* Description of the task:
Filter the records below for the word "ValidationErrors". Keep each line that has it.

* Stored data entries:
*** Block opens ***

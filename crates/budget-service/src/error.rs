//! 服务错误类型定义
//!
//! 所有 HTTP 处理器统一返回 `AdminError`，由 `IntoResponse` 转换为
//! `{success, code, message, data}` 结构的响应体。

use axum::http::StatusCode;
use axum::response::{IntoResponse, Response};
use budget_notifier::NotificationError;
use budget_shared::error::BudgetError;
use serde_json::json;

/// 服务错误类型
#[derive(Debug, thiserror::Error)]
pub enum AdminError {
    // 认证错误
    #[error("未授权: {0}")]
    Unauthorized(String),
    #[error("禁止访问: {0}")]
    Forbidden(String),
    #[error("邮箱或密码错误")]
    InvalidCredentials,
    #[error("用户已被禁用")]
    UserDisabled,

    // 验证错误
    #[error("参数验证失败: {0}")]
    Validation(String),

    #[error("{entity} 不存在: {id}")]
    NotFound { entity: String, id: String },

    /// 生命周期钩子拒绝了本次操作，消息原样返回给调用方
    #[error("{0}")]
    Rejected(String),

    // 系统错误
    #[error("数据库错误: {0}")]
    Database(#[from] sqlx::Error),
    #[error("邮件发送失败: {0}")]
    Email(#[from] NotificationError),
    #[error("内部错误: {0}")]
    Internal(String),
}

impl AdminError {
    pub fn not_found(entity: &str, id: impl ToString) -> Self {
        Self::NotFound {
            entity: entity.to_string(),
            id: id.to_string(),
        }
    }

    /// 返回对应的 HTTP 状态码
    pub fn status_code(&self) -> StatusCode {
        match self {
            Self::Unauthorized(_) | Self::InvalidCredentials => StatusCode::UNAUTHORIZED,
            Self::Forbidden(_) | Self::UserDisabled => StatusCode::FORBIDDEN,
            Self::Validation(_) => StatusCode::BAD_REQUEST,
            Self::NotFound { .. } => StatusCode::NOT_FOUND,
            Self::Rejected(_) => StatusCode::CONFLICT,
            Self::Database(_) | Self::Email(_) | Self::Internal(_) => {
                StatusCode::INTERNAL_SERVER_ERROR
            }
        }
    }

    /// 返回错误码（用于 API 响应）
    pub fn error_code(&self) -> &'static str {
        match self {
            Self::Unauthorized(_) => "UNAUTHORIZED",
            Self::Forbidden(_) => "FORBIDDEN",
            Self::InvalidCredentials => "INVALID_CREDENTIALS",
            Self::UserDisabled => "USER_DISABLED",
            Self::Validation(_) => "VALIDATION_ERROR",
            Self::NotFound { .. } => "NOT_FOUND",
            Self::Rejected(_) => "REJECTED",
            Self::Database(_) => "DATABASE_ERROR",
            Self::Email(_) => "EMAIL_ERROR",
            Self::Internal(_) => "INTERNAL_ERROR",
        }
    }
}

impl IntoResponse for AdminError {
    fn into_response(self) -> Response {
        let status = self.status_code();

        // 系统级错误只返回通用提示，详细信息仅记录日志
        let message = match &self {
            Self::Database(e) => {
                tracing::error!(error = %e, "数据库操作失败");
                "服务内部错误，请稍后重试".to_string()
            }
            Self::Email(e) => {
                tracing::error!(error = %e, "邮件发送失败");
                "服务内部错误，请稍后重试".to_string()
            }
            Self::Internal(e) => {
                tracing::error!(error = %e, "内部错误");
                "服务内部错误，请稍后重试".to_string()
            }
            other => other.to_string(),
        };

        let body = json!({
            "success": false,
            "code": self.error_code(),
            "message": message,
            "data": serde_json::Value::Null
        });

        (status, axum::Json(body)).into_response()
    }
}

/// 从 validator 错误转换
impl From<validator::ValidationErrors> for AdminError {
    fn from(errors: validator::ValidationErrors) -> Self {
        Self::Validation(errors.to_string())
    }
}

/// 从 JSON 序列化错误转换
impl From<serde_json::Error> for AdminError {
    fn from(err: serde_json::Error) -> Self {
        Self::Internal(format!("JSON 处理错误: {}", err))
    }
}

/// 从共享库错误转换
impl From<BudgetError> for AdminError {
    fn from(err: BudgetError) -> Self {
        match err {
            BudgetError::Database(e) => Self::Database(e),
            BudgetError::NotFound { entity, id } => Self::NotFound { entity, id },
            BudgetError::Validation(msg) => Self::Validation(msg),
            other => Self::Internal(other.to_string()),
        }
    }
}

/// 服务层 Result 类型别名
pub type Result<T> = std::result::Result<T, AdminError>;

*** Block closes ***

* Answer for the task:
impl From<validator::ValidationErrors> for AdminError {
    fn from(errors: validator::ValidationErrors) -> Self {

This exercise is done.